Result := BaseValue <# original amount #> * Multiplier <# scaling factor #> + Bonus

The same can be used to write multi-line block comments, making them ideal for explaining complex algorithms or providing detailed context:

<# This function implements the quadratic damage falloff formula
   used throughout the game. The falloff ensures that damage
   decreases smoothly with distance, creating strategic positioning
   choices for players. #>
CalculateFalloffDamage(Distance:float, MaxDamage:float):float =
    # Implementation here

Block comments nest, which allows you to temporarily disable code that already contains comments without having to remove or modify existing documentation:

<# Temporarily disabled for testing
   OriginalFunction()  <# This had a bug #>
   NewFunction()       # Testing this approach
#>

Indented comments begin with a <#> on its own line; everything indented by four spaces on subsequent lines becomes part of the comment:

<#>
    This entire block is a comment because it's indented.
    It provides a clean way to write longer documentation
    without cluttering each line with comment markers.

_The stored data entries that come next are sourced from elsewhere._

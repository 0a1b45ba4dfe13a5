//! Bazaar flip pipeline.
//!
//! fetch snapshot -> static filter -> bounded candidate queue -> worker pool
//! (manipulation checks) -> bounded result stream
//!
//! The coordinator closes the candidate queue once every product has been
//! walked, waits for the workers, and only then lets the result stream close.

use async_trait::async_trait;
use std::{sync::Arc, time::Duration, time::Instant};
use tokio::sync::{mpsc, Mutex};
use tokio::task::JoinSet;
use tracing::{debug, info, trace, warn};

use super::{filter, FlipSource, ManipulationDetector, PriceHistoryDetector};
use crate::config::{FilterThresholds, PipelineConfig};
use crate::models::{FoundFlip, ProductSnapshot};
use crate::scrapers::{MarketError, MarketplaceClient};

/// A product that passed the static filter
#[derive(Debug)]
struct Candidate {
    product: ProductSnapshot,
    profit: i64,
}

pub struct BazaarFlipper {
    client: Arc<dyn MarketplaceClient>,
    detector: Arc<dyn ManipulationDetector>,
    config: PipelineConfig,
}

impl BazaarFlipper {
    pub fn new(
        client: Arc<dyn MarketplaceClient>,
        detector: Arc<dyn ManipulationDetector>,
        config: PipelineConfig,
    ) -> Self {
        Self {
            client,
            detector,
            config,
        }
    }

    /// Pipeline whose manipulation checks use the same client's price history
    pub fn with_price_history(client: Arc<dyn MarketplaceClient>, config: PipelineConfig) -> Self {
        let detector = Arc::new(PriceHistoryDetector::new(client.clone()));
        Self::new(client, detector, config)
    }
}

#[async_trait]
impl FlipSource for BazaarFlipper {
    async fn run(
        &self,
        thresholds: FilterThresholds,
    ) -> Result<mpsc::Receiver<FoundFlip>, MarketError> {
        let snapshot = self.client.fetch_snapshot().await?;

        let (candidate_tx, candidate_rx) =
            mpsc::channel::<Candidate>(self.config.candidate_capacity.max(1));
        let (result_tx, result_rx) = mpsc::channel::<FoundFlip>(self.config.result_capacity.max(1));

        let shared_rx = Arc::new(Mutex::new(candidate_rx));
        let mut workers = JoinSet::new();
        for worker in 0..self.config.workers.max(1) {
            workers.spawn(check_candidates(
                worker,
                shared_rx.clone(),
                result_tx.clone(),
                self.detector.clone(),
                self.config.history_window,
            ));
        }
        // Workers hold the only senders: the stream closes when the last one exits
        drop(result_tx);

        tokio::spawn(async move {
            let filtering = Instant::now();
            let total = snapshot.products.len();
            let mut queued = 0usize;

            for product in snapshot.products {
                let pass = match filter::evaluate(&product, &thresholds) {
                    Ok(pass) => pass,
                    Err(rejection) => {
                        trace!(product_id = %product.product_id, %rejection, "Filtered out");
                        continue;
                    }
                };
                let candidate = Candidate {
                    profit: pass.whole_profit(),
                    product,
                };
                if candidate_tx.send(candidate).await.is_err() {
                    warn!("All flip workers exited early; abandoning filter walk");
                    break;
                }
                queued += 1;
            }
            drop(candidate_tx);

            info!(
                products = total,
                candidates = queued,
                elapsed_ms = filtering.elapsed().as_millis() as u64,
                "🔎 Filtering products done"
            );

            let checking = Instant::now();
            while let Some(joined) = workers.join_next().await {
                if let Err(e) = joined {
                    warn!(error = %e, "Flip worker aborted");
                }
            }

            info!(
                elapsed_ms = checking.elapsed().as_millis() as u64,
                "🛡️ Manipulation checks finished (estimated)"
            );
        });

        Ok(result_rx)
    }
}

async fn check_candidates(
    worker: usize,
    candidates: Arc<Mutex<mpsc::Receiver<Candidate>>>,
    results: mpsc::Sender<FoundFlip>,
    detector: Arc<dyn ManipulationDetector>,
    window: Duration,
) {
    loop {
        let next = { candidates.lock().await.recv().await };
        let Some(candidate) = next else {
            break;
        };

        match detector.is_manipulated(&candidate.product, window).await {
            Ok(false) => {
                let flip = FoundFlip::from_product(&candidate.product, candidate.profit);
                if results.send(flip).await.is_err() {
                    debug!(worker, "Flip stream dropped by consumer");
                    break;
                }
            }
            Ok(true) => {
                debug!(
                    worker,
                    product_id = %candidate.product.product_id,
                    "Suspected market manipulation"
                );
            }
            Err(e) => {
                debug!(
                    worker,
                    product_id = %candidate.product.product_id,
                    error = %e,
                    "Manipulation check failed; skipping"
                );
            }
        }
    }
}
/// What a call to [`BazaarCache::refresh`] did
#[derive(Debug, Clone, Copy, PartialEq, Eq)]
pub enum RefreshOutcome {
    /// Another cycle held the update claim
    Skipped,
    /// Pipeline failed; previous snapshot kept
    Failed { closed_feeds: usize },
    Published { flips: usize, closed_feeds: usize },
}

pub struct BazaarCache {
    snapshot: ArcSwap<CacheSnapshot>,
    subscribers: ArcSwap<SubscriberSet>,
    source: Arc<dyn FlipSource>,
    config: BazaarCacheConfig,
    last_update_ns: AtomicU64,
    updating: AtomicBool,
    next_subscriber_id: AtomicU64,
    completed_cycles: AtomicU64,
}

/// Releases the update claim when the cycle ends, however it ends
struct UpdateClaim<'a>(&'a AtomicBool);

impl Drop for UpdateClaim<'_> {
    fn drop(&mut self) {
        self.0.store(false, Ordering::Release);
    }
}

impl BazaarCache {
    /// Empty cache without a refresh task; drive it with [`refresh`](Self::refresh).
    pub fn new(source: Arc<dyn FlipSource>, config: BazaarCacheConfig) -> Arc<Self> {
        Arc::new(Self {
            snapshot: ArcSwap::from_pointee(CacheSnapshot::new()),
            subscribers: ArcSwap::from_pointee(SubscriberSet::new()),
            source,
            config,
            last_update_ns: AtomicU64::new(NEVER),
            updating: AtomicBool::new(false),
            next_subscriber_id: AtomicU64::new(1),
            completed_cycles: AtomicU64::new(0),
        })
    }

    /// Cache plus its background refresh task. Keep one per process.
    pub fn spawn(source: Arc<dyn FlipSource>, config: BazaarCacheConfig) -> Arc<Self> {
        let cache = Self::new(source, config);
        cache.start_refresh_loop();
        cache
    }

    /// Check every `expiry / 4`; once `expiry` has passed since the last
    /// cycle started, run a new one. Runs until the runtime shuts down.
    pub fn start_refresh_loop(self: &Arc<Self>) -> JoinHandle<()> {
        let cache = self.clone();
        tokio::spawn(async move {
            let mut ticker = interval(poll_period(cache.config.expiry));
            ticker.set_missed_tick_behavior(MissedTickBehavior::Skip);
            info!(
                expiry_ms = cache.config.expiry.as_millis() as u64,
                "⏱️ Bazaar cache refresh loop started"
            );

            loop {
                ticker.tick().await;
                if !cache.is_expired() {
                    continue;
                }
                // Cycles run detached so a slow one cannot hold up the ticker;
                // the update claim collapses overlapping ones.
                let cycle = cache.clone();
                tokio::spawn(async move {
                    cycle.refresh().await;
                });
            }
        })
    }

    /// Snapshot of the last completed cycle. Never blocks.
    #[inline]
    pub fn get(&self) -> Arc<CacheSnapshot> {
        self.snapshot.load_full()
    }

    /// Register a feed for the next refresh cycle.
    pub fn subscribe(&self) -> FlipFeed {
        let (tx, rx) = mpsc::channel(self.config.feed_capacity.max(1));
        let id = self.next_subscriber_id.fetch_add(1, Ordering::Relaxed);
        let subscriber = Subscriber { id, tx };

        loop {
            let current = self.subscribers.load_full();
            let mut next = SubscriberSet::with_capacity(current.len() + 1);
            next.extend(current.iter().cloned());
            next.push(subscriber.clone());

            let total = next.len();
            let previous = self.subscribers.compare_and_swap(&current, Arc::new(next));
            if Arc::ptr_eq(&previous, &current) {
                debug!(subscriber = id, total, "New subscriber added");
                return FlipFeed { id, rx };
            }
            // Lost the race against another subscribe/unsubscribe/cycle; retry
        }
    }

    /// Remove a feed from the next cycle's audience. No-op if it is not
    /// registered (already captured by a cycle, or unsubscribed twice).
    pub fn unsubscribe(&self, feed: &FlipFeed) {
        loop {
            let current = self.subscribers.load_full();
            let Some(index) = current.iter().position(|s| s.id == feed.id) else {
                return;
            };

            let mut next = SubscriberSet::with_capacity(current.len() - 1);
            next.extend(current[..index].iter().cloned());
            next.extend(current[index + 1..].iter().cloned());

            let total = next.len();
            let previous = self.subscribers.compare_and_swap(&current, Arc::new(next));
            if Arc::ptr_eq(&previous, &current) {
                debug!(subscriber = feed.id, total, "Subscriber removed");
                return;
            }
        }
    }

    /// Feeds waiting for the next cycle
    pub fn subscriber_count(&self) -> usize {
        self.subscribers.load().len()
    }

    pub fn subscriber_ids(&self) -> Vec<u64> {
        self.subscribers.load().iter().map(|s| s.id).collect()
    }

    pub fn is_updating(&self) -> bool {
        self.updating.load(Ordering::Acquire)
    }

    pub fn is_expired(&self) -> bool {
        is_expired(self.last_update_ns.load(Ordering::Acquire), self.config.expiry)
    }

    /// Cycles that published a snapshot
    pub fn completed_cycles(&self) -> u64 {
        self.completed_cycles.load(Ordering::Relaxed)
    }

    /// Run one refresh cycle now, unless one is already running.
    pub async fn refresh(&self) -> RefreshOutcome {
        if self
            .updating
            .compare_exchange(false, true, Ordering::AcqRel, Ordering::Acquire)
            .is_err()
        {
            debug!("Skipping bazaar cache update: an update is already in progress");
            return RefreshOutcome::Skipped;
        }
        let _claim = UpdateClaim(&self.updating);

        info!("🔄 Starting bazaar cache update");
        let started = Instant::now();
        // Stamped at the start so the timer measures from cycle start
        self.last_update_ns.store(mono_now_ns(), Ordering::Release);

        let audience = self.subscribers.swap(Arc::new(SubscriberSet::new()));

        let mut stream = match self
            .source
            .run(self.config.population_thresholds.clone())
            .await
        {
            Ok(stream) => stream,
            Err(e) => {
                error!(error = %e, "❌ Bazaar cache update failed; keeping previous snapshot");
                let closed_feeds = close_feeds(audience);
                return RefreshOutcome::Failed { closed_feeds };
            }
        };

        let mut next = CacheSnapshot::new();
        let mut counter = 0usize;
        let mut dropped = 0usize;
        while let Some(flip) = stream.recv().await {
            let flip = Arc::new(flip);
            for subscriber in audience.iter() {
                // Full or abandoned feeds lose this flip; the producer never waits
                if subscriber.tx.try_send(flip.clone()).is_err() {
                    dropped += 1;
                }
            }
            next.insert(counter, flip);
            counter += 1;
        }

        let flips = next.len();
        self.snapshot.store(Arc::new(next));
        self.completed_cycles.fetch_add(1, Ordering::Relaxed);
        info!(
            flips,
            dropped_deliveries = dropped,
            elapsed_ms = started.elapsed().as_millis() as u64,
            "✅ Bazaar cache update complete"
        );

        let closed_feeds = close_feeds(audience);
        RefreshOutcome::Published {
            flips,
            closed_feeds,
        }
    }
}

/// Dropping the captured set drops every sender, which closes the feeds.
fn close_feeds(audience: Arc<SubscriberSet>) -> usize {
    let count = audience.len();
    drop(audience);
    if count > 0 {
        info!(feeds = count, "Closed subscriber feeds for this update cycle");
    }
    count
}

DoSomething()  # Not part of the comment.

Syntactic Styles

Verse offers flexible syntax to accommodate different programming styles. The same logic can be expressed using braces, indentation, or inline forms, allowing you to choose the clearest representation for each context.

The braced style uses curly braces to delimit blocks, familiar from C-family languages:

Result := if (Score > 90) {
    "excellent"
} else if (Score > 70) {
    "good"
} else {
    "needs improvement"
}

The indented style uses colons and indentation to define structure, similar to Python:

Result := if (Score > 90):
    "excellent"
else if (Score > 70):
    "good"
else:
    "needs improvement"

For simple expressions, the inline style keeps everything on one line:

Result := if (Score > 90) then "excellent" else if (Score > 70) then "good" else "needs improvement"

The dotted style uses a period to introduce the expression:

Result := if (Score > 90). "excellent" else. "needs improvement"

You can even mix styles when it makes sense:

Result := if:
    ComplexCondition() and
    AnotherCheck() and
    YetAnotherValidation()
then { "condition met" } ese { "condition not met" }

All these forms produce the same result. The choice between them is about readability and context. Use braces when working with existing brace-heavy code, indentation for cleaner vertical layouts, and inline forms for simple expressions. This flexibility lets you write code that reads naturally.